[Opening Record extracts section]

/*
 * Petrel mail transfer engine
 * Copyright (C) 2024 the Petrel developers
 *
 * This program is free software: you can redistribute it and/or modify it under
 * the terms of the GNU General Public License as published by the Free Software
 * Foundation, either version 3 of the License, or any later version.
 *
 * This program is distributed in the hope that it will be useful, but WITHOUT
 * ANY WARRANTY; without even the implied warranty of MERCHANTABILITY or FITNESS
 * FOR A PARTICULAR PURPOSE.  See the GNU General Public License for more details.
 *
 * You should have received a copy of the GNU General Public License along with
 * this program. If not, see https://www.gnu.org/licenses/.
 *
*/

//! A backend for the protocol tests. Behavior is keyed on the local part of
//! the addresses in play:
//!
//! * sender `spammer@...`: MAIL is refused with `554 5.7.1`
//! * recipient `deny@...`: RCPT is refused with `550 5.1.1`
//! * recipient `unlucky@...`: accepted, but LMTP delivery reports
//!   `554 5.0.0` for it
//! * recipient `boom@...`: the body callback panics mid-delivery
//!
//! Everything accepted is recorded in the shared journal.

use petrel_common::{
    auth::Mechanism,
    options::{MailOptions, RcptOptions},
    Address, EnhancedCode, ReversePath, SmtpError,
};
use petrel_protocol::{
    Backend, ConnectionInfo, Error, SaslServer, SaslStep, Session, StatusCollector,
};

/// One fully received message.
#[derive(Debug, Clone)]
pub struct RecordedMessage {
    /// Envelope sender.
    pub from: ReversePath,
    /// MAIL parameters as parsed.
    pub mail_options: MailOptions,
    /// Recipients in wire order, with their parameters.
    pub recipients: Vec<(Address, RcptOptions)>,
    /// Raw body bytes as the backend saw them.
    pub body: Vec<u8>,
}

/// Everything the mock observed, shared with the test body.
pub type Journal = std::sync::Arc<std::sync::Mutex<Vec<RecordedMessage>>>;

/// The test backend.
#[derive(Default)]
pub struct MockBackend {
    /// Accepted messages.
    pub journal: Journal,
    /// Mechanisms to advertise; empty disables AUTH.
    pub mechanisms: Vec<Mechanism>,
    /// The one PLAIN identity that authenticates, as `(login, password)`.
    pub credentials: Option<(String, String)>,
}

impl MockBackend {
    /// A backend advertising `AUTH PLAIN` for the given identity.
    #[must_use]
    pub fn with_credentials(login: &str, password: &str) -> Self {
        Self {
            mechanisms: vec![Mechanism::Plain],
            credentials: Some((login.to_owned(), password.to_owned())),
            ..Self::default()
        }
    }
}

#[async_trait::async_trait]
impl Backend for MockBackend {
    type Session = MockSession;

    async fn new_session(&self, _connection: &ConnectionInfo) -> Result<MockSession, SmtpError> {
        Ok(MockSession {
            journal: self.journal.clone(),
            mechanisms: self.mechanisms.clone(),
            credentials: self.credentials.clone(),
            envelope: None,
        })
    }
}

struct Envelope {
    from: ReversePath,
    mail_options: MailOptions,
    recipients: Vec<(Address, RcptOptions)>,
}

/// Per-connection state of the mock.
pub struct MockSession {
    journal: Journal,
    mechanisms: Vec<Mechanism>,
    credentials: Option<(String, String)>,
    envelope: Option<Envelope>,
}

/// PLAIN validation against the mock's single identity.
struct PlainServer {
    expected: (String, String),
}

impl SaslServer for PlainServer {
    fn next(&mut self, response: Option<&[u8]>) -> Result<SaslStep, SmtpError> {
        let Some(response) = response else {
            return Ok(SaslStep::Challenge(vec![]));
        };
        let mut parts = response.split(|b| *b == 0);
        let (_authzid, authcid, password) = (parts.next(), parts.next(), parts.next());
        let matches = authcid == Some(self.expected.0.as_bytes())
            && password == Some(self.expected.1.as_bytes());
        if matches {
            Ok(SaslStep::Done)
        } else {
            Err(SmtpError::with_enhanced(
                535,
                EnhancedCode(5, 7, 8),
                "Authentication credentials invalid",
            ))
        }
    }
}

impl MockSession {
    async fn consume<S>(&mut self, mut body: S) -> Result<Vec<u8>, SmtpError>
    where
        S: tokio_stream::Stream<Item = Result<Vec<u8>, Error>> + Send + Unpin,
    {
        use tokio_stream::StreamExt;

        let mut bytes = vec![];
        while let Some(fragment) = body.next().await {
            match fragment {
                Ok(fragment) => bytes.extend(fragment),
                Err(e) => return Err(e.to_smtp_error()),
            }
        }
        Ok(bytes)
    }

    fn record(&mut self, body: Vec<u8>) {
        let envelope = self.envelope.take().expect("DATA comes after MAIL and RCPT");
        if envelope
            .recipients
            .iter()
            .any(|(rcpt, _)| rcpt.local_part() == "boom")
        {
            panic!("injected backend failure");
        }
        self.journal.lock().expect("journal poisoned").push(RecordedMessage {
            from: envelope.from,
            mail_options: envelope.mail_options,
            recipients: envelope.recipients,
            body,
        });
    }
}

#[async_trait::async_trait]
impl Session for MockSession {
    fn auth_mechanisms(&self) -> Vec<Mechanism> {
        self.mechanisms.clone()
    }

    fn auth(&mut self, mechanism: &Mechanism) -> Result<Box<dyn SaslServer>, SmtpError> {
        match (mechanism, &self.credentials) {
            (Mechanism::Plain, Some(expected)) => Ok(Box::new(PlainServer {
                expected: expected.clone(),
            })),
            _ => Err(SmtpError::with_enhanced(
                504,
                EnhancedCode(5, 5, 4),
                format!("Mechanism {mechanism} is not supported"),
            )),
        }
    }

    async fn mail(&mut self, from: &ReversePath, opts: &MailOptions) -> Result<(), SmtpError> {
        if from.mailbox().is_some_and(|mailbox| mailbox.local_part() == "spammer") {
            return Err(SmtpError::with_enhanced(
                554,
                EnhancedCode(5, 7, 1),
                "Sender refused",
            ));
        }
        self.envelope = Some(Envelope {
            from: from.clone(),
            mail_options: opts.clone(),
            recipients: vec![],
        });
        Ok(())
    }

    async fn rcpt(&mut self, to: &Address, opts: &RcptOptions) -> Result<(), SmtpError> {
        if to.local_part() == "deny" {
            return Err(SmtpError::with_enhanced(
                550,
                EnhancedCode(5, 1, 1),
                "Mailbox unavailable",
            ));
        }
        self.envelope
            .as_mut()
            .expect("RCPT comes after MAIL")
            .recipients
            .push((to.clone(), opts.clone()));
        Ok(())
    }

    async fn data<S>(&mut self, body: S) -> Result<(), SmtpError>
    where
        S: tokio_stream::Stream<Item = Result<Vec<u8>, Error>> + Send + Unpin,
    {
        let bytes = self.consume(body).await?;
        self.record(bytes);
        Ok(())
    }

    async fn data_lmtp<S>(
        &mut self,
        body: S,
        status: &mut StatusCollector,
    ) -> Result<(), SmtpError>
    where
        S: tokio_stream::Stream<Item = Result<Vec<u8>, Error>> + Send + Unpin,
    {
        let bytes = self.consume(body).await?;
        let recipients = self
            .envelope
            .as_ref()
            .expect("DATA comes after MAIL and RCPT")
            .recipients
            .iter()
            .map(|(rcpt, _)| rcpt.clone())
            .collect::<Vec<_>>();
        // a panicking delivery must leave the statuses to fill_remaining
        if recipients.iter().any(|rcpt| rcpt.local_part() == "boom") {
            panic!("injected backend failure");
        }
        for rcpt in recipients {
            if rcpt.local_part() == "unlucky" {
                status.set_status(
                    &rcpt,
                    Err(SmtpError::with_enhanced(
                        554,
                        EnhancedCode(5, 0, 0),
                        "Delivery failed",
                    )),
                );
            } else {
                status.set_status(&rcpt, Ok(()));
            }
        }
        self.record(bytes);
        Ok(())
    }

    async fn reset(&mut self) {
        self.envelope = None;
    }

    async fn logout(&mut self) {}
}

[Closing Record extracts section]

◆ Action item:
Would you return the full set of entries, unchanged in every detail?

◆ Task solution:
/*
 * Petrel mail transfer engine
 * Copyright (C) 2024 the Petrel developers
 *
 * This program is free software: you can redistribute it and/or modify it under
 * the terms of the GNU General Public License as published by the Free Software
 * Foundation, either version 3 of the License, or any later version.
 *
 * This program is distributed in the hope that it will be useful, but WITHOUT
 * ANY WARRANTY; without even the implied warranty of MERCHANTABILITY or FITNESS
 * FOR A PARTICULAR PURPOSE.  See the GNU General Public License for more details.
 *
 * You should have received a copy of the GNU General Public License along with
 * this program. If not, see https://www.gnu.org/licenses/.
 *
*/

//! A backend for the protocol tests. Behavior is keyed on the local part of
//! the addresses in play:
//!
//! * sender `spammer@...`: MAIL is refused with `554 5.7.1`
//! * recipient `deny@...`: RCPT is refused with `550 5.1.1`
//! * recipient `unlucky@...`: accepted, but LMTP delivery reports
//!   `554 5.0.0` for it
//! * recipient `boom@...`: the body callback panics mid-delivery
//!
//! Everything accepted is recorded in the shared journal.

use petrel_common::{
    auth::Mechanism,
    options::{MailOptions, RcptOptions},
    Address, EnhancedCode, ReversePath, SmtpError,
};
use petrel_protocol::{
    Backend, ConnectionInfo, Error, SaslServer, SaslStep, Session, StatusCollector,
};

/// One fully received message.
#[derive(Debug, Clone)]
pub struct RecordedMessage {
    /// Envelope sender.
    pub from: ReversePath,
    /// MAIL parameters as parsed.
    pub mail_options: MailOptions,
    /// Recipients in wire order, with their parameters.
    pub recipients: Vec<(Address, RcptOptions)>,
    /// Raw body bytes as the backend saw them.
    pub body: Vec<u8>,
}

/// Everything the mock observed, shared with the test body.
pub type Journal = std::sync::Arc<std::sync::Mutex<Vec<RecordedMessage>>>;

/// The test backend.
#[derive(Default)]
pub struct MockBackend {
    /// Accepted messages.
    pub journal: Journal,
    /// Mechanisms to advertise; empty disables AUTH.
    pub mechanisms: Vec<Mechanism>,
    /// The one PLAIN identity that authenticates, as `(login, password)`.
    pub credentials: Option<(String, String)>,
}

impl MockBackend {
    /// A backend advertising `AUTH PLAIN` for the given identity.
    #[must_use]
    pub fn with_credentials(login: &str, password: &str) -> Self {
        Self {
            mechanisms: vec![Mechanism::Plain],
            credentials: Some((login.to_owned(), password.to_owned())),
            ..Self::default()
        }
    }
}

#[async_trait::async_trait]
impl Backend for MockBackend {
    type Session = MockSession;

    async fn new_session(&self, _connection: &ConnectionInfo) -> Result<MockSession, SmtpError> {
        Ok(MockSession {
            journal: self.journal.clone(),
            mechanisms: self.mechanisms.clone(),
            credentials: self.credentials.clone(),
            envelope: None,
        })
    }
}

struct Envelope {
    from: ReversePath,
    mail_options: MailOptions,
    recipients: Vec<(Address, RcptOptions)>,
}

/// Per-connection state of the mock.
pub struct MockSession {
    journal: Journal,
    mechanisms: Vec<Mechanism>,
    credentials: Option<(String, String)>,
    envelope: Option<Envelope>,
}

/// PLAIN validation against the mock's single identity.
struct PlainServer {
    expected: (String, String),
}

impl SaslServer for PlainServer {
    fn next(&mut self, response: Option<&[u8]>) -> Result<SaslStep, SmtpError> {
        let Some(response) = response else {
            return Ok(SaslStep::Challenge(vec![]));
        };
        let mut parts = response.split(|b| *b == 0);
        let (_authzid, authcid, password) = (parts.next(), parts.next(), parts.next());
        let matches = authcid == Some(self.expected.0.as_bytes())
            && password == Some(self.expected.1.as_bytes());
        if matches {
            Ok(SaslStep::Done)
        } else {
            Err(SmtpError::with_enhanced(
                535,
                EnhancedCode(5, 7, 8),
                "Authentication credentials invalid",
            ))
        }
    }
}

impl MockSession {
    async fn consume<S>(&mut self, mut body: S) -> Result<Vec<u8>, SmtpError>
    where
        S: tokio_stream::Stream<Item = Result<Vec<u8>, Error>> + Send + Unpin,
    {
        use tokio_stream::StreamExt;

        let mut bytes = vec![];
        while let Some(fragment) = body.next().await {
            match fragment {
                Ok(fragment) => bytes.extend(fragment),
                Err(e) => return Err(e.to_smtp_error()),
            }
        }
        Ok(bytes)
    }

    fn record(&mut self, body: Vec<u8>) {
        let envelope = self.envelope.take().expect("DATA comes after MAIL and RCPT");
        if envelope
            .recipients
            .iter()
            .any(|(rcpt, _)| rcpt.local_part() == "boom")
        {
            panic!("injected backend failure");
        }
        self.journal.lock().expect("journal poisoned").push(RecordedMessage {
            from: envelope.from,
            mail_options: envelope.mail_options,
            recipients: envelope.recipients,
            body,
        });
    }
}

#[async_trait::async_trait]
impl Session for MockSession {
    fn auth_mechanisms(&self) -> Vec<Mechanism> {
        self.mechanisms.clone()
    }

    fn auth(&mut self, mechanism: &Mechanism) -> Result<Box<dyn SaslServer>, SmtpError> {
        match (mechanism, &self.credentials) {
            (Mechanism::Plain, Some(expected)) => Ok(Box::new(PlainServer {
                expected: expected.clone(),
            })),
            _ => Err(SmtpError::with_enhanced(
                504,
                EnhancedCode(5, 5, 4),
                format!("Mechanism {mechanism} is not supported"),
            )),
        }
    }

    async fn mail(&mut self, from: &ReversePath, opts: &MailOptions) -> Result<(), SmtpError> {
        if from.mailbox().is_some_and(|mailbox| mailbox.local_part() == "spammer") {
            return Err(SmtpError::with_enhanced(
                554,
                EnhancedCode(5, 7, 1),
                "Sender refused",
            ));
        }
        self.envelope = Some(Envelope {
            from: from.clone(),
            mail_options: opts.clone(),
            recipients: vec![],
        });
        Ok(())
    }

    async fn rcpt(&mut self, to: &Address, opts: &RcptOptions) -> Result<(), SmtpError> {
        if to.local_part() == "deny" {
            return Err(SmtpError::with_enhanced(
                550,
                EnhancedCode(5, 1, 1),
                "Mailbox unavailable",
            ));
        }
        self.envelope
            .as_mut()
            .expect("RCPT comes after MAIL")
            .recipients
            .push((to.clone(), opts.clone()));
        Ok(())
    }

    async fn data<S>(&mut self, body: S) -> Result<(), SmtpError>
    where
        S: tokio_stream::Stream<Item = Result<Vec<u8>, Error>> + Send + Unpin,
    {
        let bytes = self.consume(body).await?;
        self.record(bytes);
        Ok(())
    }

    async fn data_lmtp<S>(
        &mut self,
        body: S,
        status: &mut StatusCollector,
    ) -> Result<(), SmtpError>
    where
        S: tokio_stream::Stream<Item = Result<Vec<u8>, Error>> + Send + Unpin,
    {
        let bytes = self.consume(body).await?;
        let recipients = self
            .envelope
            .as_ref()
            .expect("DATA comes after MAIL and RCPT")
            .recipients
            .iter()
            .map(|(rcpt, _)| rcpt.clone())
            .collect::<Vec<_>>();
        // a panicking delivery must leave the statuses to fill_remaining
        if recipients.iter().any(|rcpt| rcpt.local_part() == "boom") {
            panic!("injected backend failure");
        }
        for rcpt in recipients {
            if rcpt.local_part() == "unlucky" {
                status.set_status(
                    &rcpt,
                    Err(SmtpError::with_enhanced(
                        554,
                        EnhancedCode(5, 0, 0),
                        "Delivery failed",
                    )),
                );
            } else {
                status.set_status(&rcpt, Ok(()));
            }
        }
        self.record(bytes);
        Ok(())
    }

    async fn reset(&mut self) {
        self.envelope = None;
    }

    async fn logout(&mut self) {}
}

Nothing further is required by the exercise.